▶ Problem details:
When you reach the line containing "of zero-initialized, read/write", stop after it; until then, copy each line of the listing exactly, starting with the first.

▶ The input:

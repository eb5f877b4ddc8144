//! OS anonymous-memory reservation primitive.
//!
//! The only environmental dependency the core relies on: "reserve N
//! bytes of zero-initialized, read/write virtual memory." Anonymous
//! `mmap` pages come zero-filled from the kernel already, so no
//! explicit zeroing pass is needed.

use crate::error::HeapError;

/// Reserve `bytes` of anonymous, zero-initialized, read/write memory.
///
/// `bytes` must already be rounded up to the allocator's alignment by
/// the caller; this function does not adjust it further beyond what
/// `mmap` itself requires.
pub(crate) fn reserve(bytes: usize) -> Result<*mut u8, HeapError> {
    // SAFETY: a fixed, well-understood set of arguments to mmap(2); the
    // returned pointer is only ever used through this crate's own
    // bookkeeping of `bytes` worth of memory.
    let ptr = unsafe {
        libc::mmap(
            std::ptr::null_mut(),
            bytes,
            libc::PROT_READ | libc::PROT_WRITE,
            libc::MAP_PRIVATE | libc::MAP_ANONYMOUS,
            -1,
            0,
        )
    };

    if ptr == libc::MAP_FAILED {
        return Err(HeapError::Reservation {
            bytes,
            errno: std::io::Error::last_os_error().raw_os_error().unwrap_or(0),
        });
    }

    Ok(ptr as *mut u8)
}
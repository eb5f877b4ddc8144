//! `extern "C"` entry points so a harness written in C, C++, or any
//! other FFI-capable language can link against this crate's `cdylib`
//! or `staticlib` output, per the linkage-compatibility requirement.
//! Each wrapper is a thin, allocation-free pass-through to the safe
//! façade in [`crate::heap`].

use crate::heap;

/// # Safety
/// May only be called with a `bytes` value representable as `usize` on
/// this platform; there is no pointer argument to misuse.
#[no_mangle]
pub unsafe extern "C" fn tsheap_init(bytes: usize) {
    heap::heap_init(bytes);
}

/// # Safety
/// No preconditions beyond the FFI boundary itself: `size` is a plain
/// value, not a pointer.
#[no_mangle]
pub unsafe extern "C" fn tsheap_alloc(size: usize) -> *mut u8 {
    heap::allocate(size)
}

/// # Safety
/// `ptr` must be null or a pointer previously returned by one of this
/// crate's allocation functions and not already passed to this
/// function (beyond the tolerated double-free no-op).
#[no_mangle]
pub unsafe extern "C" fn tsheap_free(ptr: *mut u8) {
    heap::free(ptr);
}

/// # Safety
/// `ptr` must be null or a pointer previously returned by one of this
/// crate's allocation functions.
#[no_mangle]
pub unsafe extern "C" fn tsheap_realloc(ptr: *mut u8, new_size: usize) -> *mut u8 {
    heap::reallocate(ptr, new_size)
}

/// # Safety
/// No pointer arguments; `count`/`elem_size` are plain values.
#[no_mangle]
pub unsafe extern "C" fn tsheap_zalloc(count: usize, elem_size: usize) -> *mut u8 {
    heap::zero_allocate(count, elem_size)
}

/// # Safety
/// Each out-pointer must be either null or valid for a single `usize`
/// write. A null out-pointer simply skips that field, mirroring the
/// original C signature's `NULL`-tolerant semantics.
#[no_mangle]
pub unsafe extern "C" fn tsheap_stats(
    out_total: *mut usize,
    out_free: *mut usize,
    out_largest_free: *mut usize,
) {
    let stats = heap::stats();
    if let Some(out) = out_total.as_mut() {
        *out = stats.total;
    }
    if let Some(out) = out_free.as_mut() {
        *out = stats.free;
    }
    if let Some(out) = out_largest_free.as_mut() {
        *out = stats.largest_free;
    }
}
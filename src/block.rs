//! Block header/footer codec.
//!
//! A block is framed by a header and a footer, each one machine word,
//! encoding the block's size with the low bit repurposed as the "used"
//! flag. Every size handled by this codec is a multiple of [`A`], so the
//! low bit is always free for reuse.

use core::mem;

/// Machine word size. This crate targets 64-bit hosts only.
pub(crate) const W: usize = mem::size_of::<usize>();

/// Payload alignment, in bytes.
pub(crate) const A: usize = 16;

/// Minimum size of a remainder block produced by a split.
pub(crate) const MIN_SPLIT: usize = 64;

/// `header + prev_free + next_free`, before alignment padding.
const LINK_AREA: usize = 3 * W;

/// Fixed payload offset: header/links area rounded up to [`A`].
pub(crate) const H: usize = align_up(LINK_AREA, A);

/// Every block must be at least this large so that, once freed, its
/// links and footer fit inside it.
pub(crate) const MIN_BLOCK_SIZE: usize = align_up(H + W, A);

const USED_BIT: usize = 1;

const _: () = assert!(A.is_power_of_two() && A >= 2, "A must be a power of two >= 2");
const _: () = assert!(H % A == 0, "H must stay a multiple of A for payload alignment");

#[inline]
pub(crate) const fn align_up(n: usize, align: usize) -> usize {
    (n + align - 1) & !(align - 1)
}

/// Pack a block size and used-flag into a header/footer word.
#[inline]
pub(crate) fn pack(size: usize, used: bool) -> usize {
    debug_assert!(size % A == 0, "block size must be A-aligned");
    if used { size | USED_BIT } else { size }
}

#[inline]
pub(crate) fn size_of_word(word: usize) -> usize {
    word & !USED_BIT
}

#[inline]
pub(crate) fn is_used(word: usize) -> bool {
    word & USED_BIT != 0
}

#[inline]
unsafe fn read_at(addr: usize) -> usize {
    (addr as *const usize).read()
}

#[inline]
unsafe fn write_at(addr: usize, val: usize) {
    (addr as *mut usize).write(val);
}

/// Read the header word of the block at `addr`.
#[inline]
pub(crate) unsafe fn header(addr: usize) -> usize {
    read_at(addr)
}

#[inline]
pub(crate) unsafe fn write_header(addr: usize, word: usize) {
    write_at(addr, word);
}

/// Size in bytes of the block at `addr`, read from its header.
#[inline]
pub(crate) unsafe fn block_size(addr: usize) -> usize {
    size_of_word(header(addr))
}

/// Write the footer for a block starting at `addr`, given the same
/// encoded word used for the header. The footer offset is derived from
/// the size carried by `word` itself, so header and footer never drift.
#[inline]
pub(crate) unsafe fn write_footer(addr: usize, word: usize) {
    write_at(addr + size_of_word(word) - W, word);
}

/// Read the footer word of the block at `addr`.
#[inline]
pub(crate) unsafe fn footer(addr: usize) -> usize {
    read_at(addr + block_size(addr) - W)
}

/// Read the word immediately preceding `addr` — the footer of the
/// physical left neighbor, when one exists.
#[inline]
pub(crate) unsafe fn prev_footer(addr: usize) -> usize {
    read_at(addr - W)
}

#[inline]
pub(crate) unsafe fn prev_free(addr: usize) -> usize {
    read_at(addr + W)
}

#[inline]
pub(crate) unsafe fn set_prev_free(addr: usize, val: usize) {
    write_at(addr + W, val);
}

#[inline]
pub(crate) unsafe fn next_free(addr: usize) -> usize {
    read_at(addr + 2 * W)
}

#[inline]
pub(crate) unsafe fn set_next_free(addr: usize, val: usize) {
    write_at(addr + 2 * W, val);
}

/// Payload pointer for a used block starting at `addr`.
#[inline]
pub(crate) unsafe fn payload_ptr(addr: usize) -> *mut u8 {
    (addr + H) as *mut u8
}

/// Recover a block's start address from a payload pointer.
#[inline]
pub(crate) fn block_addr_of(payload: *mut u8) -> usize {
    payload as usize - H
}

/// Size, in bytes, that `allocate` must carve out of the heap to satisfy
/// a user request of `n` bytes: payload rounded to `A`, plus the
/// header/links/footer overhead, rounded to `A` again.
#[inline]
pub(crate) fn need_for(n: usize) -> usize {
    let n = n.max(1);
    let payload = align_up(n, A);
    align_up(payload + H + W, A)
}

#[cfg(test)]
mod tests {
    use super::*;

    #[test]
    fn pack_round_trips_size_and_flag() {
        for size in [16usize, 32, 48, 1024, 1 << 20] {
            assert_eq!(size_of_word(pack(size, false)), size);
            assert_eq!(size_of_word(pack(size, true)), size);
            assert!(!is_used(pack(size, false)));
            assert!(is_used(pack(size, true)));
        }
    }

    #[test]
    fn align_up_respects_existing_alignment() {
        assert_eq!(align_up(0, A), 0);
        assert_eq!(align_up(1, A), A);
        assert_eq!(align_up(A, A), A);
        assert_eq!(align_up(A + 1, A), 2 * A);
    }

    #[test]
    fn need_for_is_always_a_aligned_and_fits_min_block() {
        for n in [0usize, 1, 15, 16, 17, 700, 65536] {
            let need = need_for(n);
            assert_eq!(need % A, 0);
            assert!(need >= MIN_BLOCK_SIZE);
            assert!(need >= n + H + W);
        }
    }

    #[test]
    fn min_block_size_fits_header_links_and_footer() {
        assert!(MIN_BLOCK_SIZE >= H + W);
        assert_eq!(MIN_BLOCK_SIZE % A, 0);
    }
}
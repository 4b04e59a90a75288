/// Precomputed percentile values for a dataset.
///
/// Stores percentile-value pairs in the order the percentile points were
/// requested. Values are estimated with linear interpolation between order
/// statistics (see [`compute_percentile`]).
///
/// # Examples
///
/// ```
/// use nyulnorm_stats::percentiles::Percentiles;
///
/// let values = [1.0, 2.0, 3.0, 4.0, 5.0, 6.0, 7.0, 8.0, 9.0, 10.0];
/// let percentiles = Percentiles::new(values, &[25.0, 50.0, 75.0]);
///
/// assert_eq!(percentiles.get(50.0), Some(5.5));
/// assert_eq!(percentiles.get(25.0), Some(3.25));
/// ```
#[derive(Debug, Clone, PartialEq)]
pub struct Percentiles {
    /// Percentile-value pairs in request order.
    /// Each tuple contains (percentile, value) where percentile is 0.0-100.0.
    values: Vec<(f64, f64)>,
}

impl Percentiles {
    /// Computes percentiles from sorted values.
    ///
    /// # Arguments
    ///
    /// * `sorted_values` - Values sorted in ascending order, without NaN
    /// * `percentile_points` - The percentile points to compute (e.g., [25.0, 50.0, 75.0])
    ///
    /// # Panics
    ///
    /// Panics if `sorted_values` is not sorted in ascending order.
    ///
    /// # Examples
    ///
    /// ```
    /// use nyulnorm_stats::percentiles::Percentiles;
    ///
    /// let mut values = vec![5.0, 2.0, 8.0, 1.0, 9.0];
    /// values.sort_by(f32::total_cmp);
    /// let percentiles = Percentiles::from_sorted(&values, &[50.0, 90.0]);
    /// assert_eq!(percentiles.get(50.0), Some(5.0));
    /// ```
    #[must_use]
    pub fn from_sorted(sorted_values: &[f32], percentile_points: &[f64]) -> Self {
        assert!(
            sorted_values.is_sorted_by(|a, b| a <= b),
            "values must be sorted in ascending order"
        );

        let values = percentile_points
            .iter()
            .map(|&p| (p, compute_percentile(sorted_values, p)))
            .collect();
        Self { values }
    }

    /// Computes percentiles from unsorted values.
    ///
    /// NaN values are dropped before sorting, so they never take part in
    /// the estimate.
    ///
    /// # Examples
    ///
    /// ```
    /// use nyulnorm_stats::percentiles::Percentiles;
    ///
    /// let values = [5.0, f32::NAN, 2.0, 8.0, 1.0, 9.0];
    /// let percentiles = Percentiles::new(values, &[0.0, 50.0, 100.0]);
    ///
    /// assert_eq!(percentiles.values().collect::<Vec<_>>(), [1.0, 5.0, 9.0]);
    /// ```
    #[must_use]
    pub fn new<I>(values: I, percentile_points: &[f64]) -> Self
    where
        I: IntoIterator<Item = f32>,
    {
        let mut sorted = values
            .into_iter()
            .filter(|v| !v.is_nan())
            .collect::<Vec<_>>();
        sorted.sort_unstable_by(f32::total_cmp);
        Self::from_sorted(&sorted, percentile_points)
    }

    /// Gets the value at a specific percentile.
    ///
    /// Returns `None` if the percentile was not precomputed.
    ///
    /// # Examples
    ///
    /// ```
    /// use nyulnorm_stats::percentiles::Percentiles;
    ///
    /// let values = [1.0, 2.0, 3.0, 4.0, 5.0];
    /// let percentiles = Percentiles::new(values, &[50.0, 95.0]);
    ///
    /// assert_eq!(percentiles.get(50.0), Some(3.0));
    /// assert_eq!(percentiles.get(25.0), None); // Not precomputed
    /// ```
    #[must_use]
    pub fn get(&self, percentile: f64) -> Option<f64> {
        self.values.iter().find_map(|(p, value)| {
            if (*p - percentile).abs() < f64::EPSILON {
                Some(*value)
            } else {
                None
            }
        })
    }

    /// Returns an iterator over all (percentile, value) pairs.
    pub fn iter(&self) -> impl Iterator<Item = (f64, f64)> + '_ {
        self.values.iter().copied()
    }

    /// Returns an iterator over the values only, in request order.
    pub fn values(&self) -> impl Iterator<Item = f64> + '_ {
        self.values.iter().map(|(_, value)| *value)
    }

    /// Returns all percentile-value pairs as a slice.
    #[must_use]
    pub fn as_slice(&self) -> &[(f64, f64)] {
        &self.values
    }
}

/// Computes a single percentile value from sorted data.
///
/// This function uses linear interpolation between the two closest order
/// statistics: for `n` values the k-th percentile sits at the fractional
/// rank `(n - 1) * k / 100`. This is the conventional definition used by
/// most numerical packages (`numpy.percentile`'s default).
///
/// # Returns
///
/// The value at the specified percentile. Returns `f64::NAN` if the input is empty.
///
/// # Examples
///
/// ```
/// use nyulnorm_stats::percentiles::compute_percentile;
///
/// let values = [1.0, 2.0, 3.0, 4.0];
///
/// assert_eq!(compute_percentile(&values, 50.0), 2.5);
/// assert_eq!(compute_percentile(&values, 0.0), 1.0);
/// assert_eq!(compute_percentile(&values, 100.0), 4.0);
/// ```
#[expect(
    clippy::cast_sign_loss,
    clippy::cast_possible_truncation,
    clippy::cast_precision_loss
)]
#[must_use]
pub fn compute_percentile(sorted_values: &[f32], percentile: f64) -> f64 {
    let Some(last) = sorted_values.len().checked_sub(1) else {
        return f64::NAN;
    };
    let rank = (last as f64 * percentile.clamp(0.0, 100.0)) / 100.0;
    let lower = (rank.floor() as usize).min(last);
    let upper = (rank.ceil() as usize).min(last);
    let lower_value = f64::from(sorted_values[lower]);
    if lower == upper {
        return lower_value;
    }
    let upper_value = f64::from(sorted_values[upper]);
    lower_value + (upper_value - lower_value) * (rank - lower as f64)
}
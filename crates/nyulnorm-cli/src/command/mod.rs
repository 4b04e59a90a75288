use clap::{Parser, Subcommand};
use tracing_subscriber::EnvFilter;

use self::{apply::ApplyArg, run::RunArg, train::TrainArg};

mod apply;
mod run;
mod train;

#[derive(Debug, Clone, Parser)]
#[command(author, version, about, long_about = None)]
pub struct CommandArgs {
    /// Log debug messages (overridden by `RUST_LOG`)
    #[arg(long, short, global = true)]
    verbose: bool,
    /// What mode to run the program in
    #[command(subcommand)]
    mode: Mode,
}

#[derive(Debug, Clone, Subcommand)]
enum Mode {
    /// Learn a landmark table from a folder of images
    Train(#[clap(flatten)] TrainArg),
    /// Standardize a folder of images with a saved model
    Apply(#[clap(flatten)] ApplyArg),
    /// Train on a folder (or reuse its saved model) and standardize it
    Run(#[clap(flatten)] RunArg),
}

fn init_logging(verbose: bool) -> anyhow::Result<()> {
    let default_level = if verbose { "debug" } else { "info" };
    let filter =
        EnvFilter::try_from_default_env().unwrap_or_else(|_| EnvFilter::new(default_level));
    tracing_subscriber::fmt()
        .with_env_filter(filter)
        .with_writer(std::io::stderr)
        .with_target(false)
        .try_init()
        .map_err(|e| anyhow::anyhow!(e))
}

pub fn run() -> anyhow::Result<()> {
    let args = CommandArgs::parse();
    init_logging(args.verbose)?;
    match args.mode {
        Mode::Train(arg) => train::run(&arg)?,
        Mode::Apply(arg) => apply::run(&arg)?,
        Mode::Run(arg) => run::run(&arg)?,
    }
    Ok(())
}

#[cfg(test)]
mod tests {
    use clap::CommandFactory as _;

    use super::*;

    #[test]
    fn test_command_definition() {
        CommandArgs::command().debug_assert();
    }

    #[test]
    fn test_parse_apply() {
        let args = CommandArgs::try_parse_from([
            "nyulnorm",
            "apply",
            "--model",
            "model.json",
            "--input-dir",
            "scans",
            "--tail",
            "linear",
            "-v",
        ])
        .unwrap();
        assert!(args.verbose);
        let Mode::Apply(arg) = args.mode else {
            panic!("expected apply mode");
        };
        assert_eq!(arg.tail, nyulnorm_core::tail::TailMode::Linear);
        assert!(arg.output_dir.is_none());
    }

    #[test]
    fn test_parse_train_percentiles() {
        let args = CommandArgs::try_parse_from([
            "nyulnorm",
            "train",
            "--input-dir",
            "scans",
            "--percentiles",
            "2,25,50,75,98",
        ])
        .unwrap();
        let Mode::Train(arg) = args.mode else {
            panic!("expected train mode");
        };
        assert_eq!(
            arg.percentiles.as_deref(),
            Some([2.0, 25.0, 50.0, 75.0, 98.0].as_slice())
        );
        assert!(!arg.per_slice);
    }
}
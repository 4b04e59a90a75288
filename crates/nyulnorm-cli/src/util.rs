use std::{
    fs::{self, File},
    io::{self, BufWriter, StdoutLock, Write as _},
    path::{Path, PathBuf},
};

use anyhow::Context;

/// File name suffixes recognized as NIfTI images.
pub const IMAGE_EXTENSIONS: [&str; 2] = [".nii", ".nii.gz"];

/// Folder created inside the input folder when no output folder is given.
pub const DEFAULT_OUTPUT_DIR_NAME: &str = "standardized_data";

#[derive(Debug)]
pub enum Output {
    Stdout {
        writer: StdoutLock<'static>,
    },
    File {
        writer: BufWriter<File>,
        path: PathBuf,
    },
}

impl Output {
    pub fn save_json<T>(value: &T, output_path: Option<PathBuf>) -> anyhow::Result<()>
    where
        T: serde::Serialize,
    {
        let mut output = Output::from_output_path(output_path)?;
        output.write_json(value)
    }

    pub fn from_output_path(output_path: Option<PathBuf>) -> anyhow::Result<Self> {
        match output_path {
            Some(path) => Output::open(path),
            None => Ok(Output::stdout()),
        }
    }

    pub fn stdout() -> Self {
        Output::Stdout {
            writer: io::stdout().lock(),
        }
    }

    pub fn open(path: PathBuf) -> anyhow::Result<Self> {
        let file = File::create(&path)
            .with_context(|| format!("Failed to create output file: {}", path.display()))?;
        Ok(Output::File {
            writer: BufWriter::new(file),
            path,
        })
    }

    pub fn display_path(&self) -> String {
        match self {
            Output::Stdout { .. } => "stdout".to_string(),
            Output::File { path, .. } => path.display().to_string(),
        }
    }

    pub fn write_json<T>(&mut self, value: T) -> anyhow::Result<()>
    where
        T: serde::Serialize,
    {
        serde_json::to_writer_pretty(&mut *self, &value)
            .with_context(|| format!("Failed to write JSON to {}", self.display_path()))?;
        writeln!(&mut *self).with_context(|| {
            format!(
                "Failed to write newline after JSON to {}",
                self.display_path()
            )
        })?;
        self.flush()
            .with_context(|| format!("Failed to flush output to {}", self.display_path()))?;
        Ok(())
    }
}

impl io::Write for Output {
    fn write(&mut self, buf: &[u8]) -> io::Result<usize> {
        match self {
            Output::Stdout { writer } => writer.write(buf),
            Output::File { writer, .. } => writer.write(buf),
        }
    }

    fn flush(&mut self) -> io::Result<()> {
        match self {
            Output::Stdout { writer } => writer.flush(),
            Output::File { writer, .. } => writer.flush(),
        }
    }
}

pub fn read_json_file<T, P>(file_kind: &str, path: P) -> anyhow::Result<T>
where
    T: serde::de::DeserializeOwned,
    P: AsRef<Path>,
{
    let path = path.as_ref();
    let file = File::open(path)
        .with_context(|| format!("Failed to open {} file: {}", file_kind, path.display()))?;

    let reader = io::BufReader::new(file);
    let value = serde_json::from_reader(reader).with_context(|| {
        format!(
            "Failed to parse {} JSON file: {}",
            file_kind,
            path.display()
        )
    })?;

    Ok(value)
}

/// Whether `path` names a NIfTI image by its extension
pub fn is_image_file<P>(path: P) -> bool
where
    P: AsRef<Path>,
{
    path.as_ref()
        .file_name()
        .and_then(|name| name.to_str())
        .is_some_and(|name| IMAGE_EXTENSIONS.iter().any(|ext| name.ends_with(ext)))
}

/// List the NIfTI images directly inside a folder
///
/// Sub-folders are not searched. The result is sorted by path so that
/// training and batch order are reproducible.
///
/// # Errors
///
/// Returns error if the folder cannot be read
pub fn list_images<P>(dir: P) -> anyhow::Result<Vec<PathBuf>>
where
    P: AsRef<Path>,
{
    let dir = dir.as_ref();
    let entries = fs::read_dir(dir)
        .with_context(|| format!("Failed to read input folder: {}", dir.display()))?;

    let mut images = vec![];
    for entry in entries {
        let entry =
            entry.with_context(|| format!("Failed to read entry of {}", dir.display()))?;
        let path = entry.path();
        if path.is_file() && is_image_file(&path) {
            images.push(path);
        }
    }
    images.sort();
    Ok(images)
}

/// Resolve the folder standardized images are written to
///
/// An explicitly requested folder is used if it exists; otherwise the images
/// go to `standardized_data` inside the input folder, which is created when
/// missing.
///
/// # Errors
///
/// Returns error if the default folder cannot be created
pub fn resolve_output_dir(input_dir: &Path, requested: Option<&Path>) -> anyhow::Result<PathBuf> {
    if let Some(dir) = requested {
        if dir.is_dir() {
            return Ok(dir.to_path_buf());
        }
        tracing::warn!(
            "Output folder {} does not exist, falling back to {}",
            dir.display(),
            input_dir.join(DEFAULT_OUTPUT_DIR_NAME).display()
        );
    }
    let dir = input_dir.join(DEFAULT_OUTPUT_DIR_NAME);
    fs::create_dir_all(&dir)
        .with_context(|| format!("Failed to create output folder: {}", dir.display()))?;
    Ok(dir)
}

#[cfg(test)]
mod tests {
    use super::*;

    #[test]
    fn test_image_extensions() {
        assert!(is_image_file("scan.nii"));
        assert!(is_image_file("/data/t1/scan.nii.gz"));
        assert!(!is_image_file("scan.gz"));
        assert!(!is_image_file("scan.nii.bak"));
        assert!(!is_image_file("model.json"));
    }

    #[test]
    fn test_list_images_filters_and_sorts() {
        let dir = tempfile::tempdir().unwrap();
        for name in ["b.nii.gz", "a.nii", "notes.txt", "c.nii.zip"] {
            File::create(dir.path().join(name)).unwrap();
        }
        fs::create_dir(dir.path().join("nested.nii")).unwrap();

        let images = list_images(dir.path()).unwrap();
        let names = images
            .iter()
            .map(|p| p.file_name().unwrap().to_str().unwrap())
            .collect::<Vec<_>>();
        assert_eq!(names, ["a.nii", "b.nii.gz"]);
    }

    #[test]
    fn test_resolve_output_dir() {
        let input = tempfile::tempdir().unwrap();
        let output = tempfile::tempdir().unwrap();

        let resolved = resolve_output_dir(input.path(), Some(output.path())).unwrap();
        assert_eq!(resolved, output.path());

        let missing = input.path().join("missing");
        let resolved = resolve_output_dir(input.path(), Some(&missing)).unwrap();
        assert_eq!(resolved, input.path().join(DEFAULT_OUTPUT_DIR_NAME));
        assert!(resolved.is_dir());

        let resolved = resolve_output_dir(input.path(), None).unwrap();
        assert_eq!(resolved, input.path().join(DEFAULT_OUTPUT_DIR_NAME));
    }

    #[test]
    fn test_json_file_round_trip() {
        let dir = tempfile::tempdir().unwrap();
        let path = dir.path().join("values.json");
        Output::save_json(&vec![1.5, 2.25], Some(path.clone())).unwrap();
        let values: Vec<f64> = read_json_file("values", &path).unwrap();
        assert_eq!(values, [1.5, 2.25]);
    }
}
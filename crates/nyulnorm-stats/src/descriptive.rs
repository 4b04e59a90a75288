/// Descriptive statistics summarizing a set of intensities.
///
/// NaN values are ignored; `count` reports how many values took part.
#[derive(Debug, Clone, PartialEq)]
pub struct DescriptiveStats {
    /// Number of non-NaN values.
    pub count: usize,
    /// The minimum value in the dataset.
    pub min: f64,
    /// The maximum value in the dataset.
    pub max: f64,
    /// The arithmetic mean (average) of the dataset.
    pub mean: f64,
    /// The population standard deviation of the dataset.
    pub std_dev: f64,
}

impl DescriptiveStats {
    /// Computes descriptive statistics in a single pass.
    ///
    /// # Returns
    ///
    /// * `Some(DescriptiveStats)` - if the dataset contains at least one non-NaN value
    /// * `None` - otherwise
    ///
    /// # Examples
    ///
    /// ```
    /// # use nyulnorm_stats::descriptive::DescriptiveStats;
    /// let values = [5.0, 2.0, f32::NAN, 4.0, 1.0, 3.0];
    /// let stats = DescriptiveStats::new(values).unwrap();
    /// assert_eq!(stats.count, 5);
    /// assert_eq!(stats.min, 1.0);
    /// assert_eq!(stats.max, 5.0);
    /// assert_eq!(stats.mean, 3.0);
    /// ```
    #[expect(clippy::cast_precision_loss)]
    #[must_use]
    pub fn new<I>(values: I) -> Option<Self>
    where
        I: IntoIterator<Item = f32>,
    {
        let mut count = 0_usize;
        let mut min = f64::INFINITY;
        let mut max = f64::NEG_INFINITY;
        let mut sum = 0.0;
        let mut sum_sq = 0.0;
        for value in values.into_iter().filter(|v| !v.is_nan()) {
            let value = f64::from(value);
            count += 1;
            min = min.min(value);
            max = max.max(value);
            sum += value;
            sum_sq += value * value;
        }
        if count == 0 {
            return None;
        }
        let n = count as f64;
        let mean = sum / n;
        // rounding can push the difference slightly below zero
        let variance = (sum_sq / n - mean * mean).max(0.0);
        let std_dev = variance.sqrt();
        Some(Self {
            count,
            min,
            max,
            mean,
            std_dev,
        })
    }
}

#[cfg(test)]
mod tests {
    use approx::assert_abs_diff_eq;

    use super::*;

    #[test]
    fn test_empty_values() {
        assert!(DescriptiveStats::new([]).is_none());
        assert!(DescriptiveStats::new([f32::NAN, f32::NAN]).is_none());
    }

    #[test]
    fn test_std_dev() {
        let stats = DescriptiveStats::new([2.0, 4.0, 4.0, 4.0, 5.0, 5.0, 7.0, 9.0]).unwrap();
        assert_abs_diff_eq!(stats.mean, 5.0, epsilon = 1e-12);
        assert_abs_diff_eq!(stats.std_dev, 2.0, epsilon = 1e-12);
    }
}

▶ Answer section:
repository eb5f877b4ddc8144
//! OS anonymous-memory reservation primitive.
//!
//! The only environmental dependency the core relies on: "reserve N
//! bytes of zero-initialized, read/write virtual memory." Anonymous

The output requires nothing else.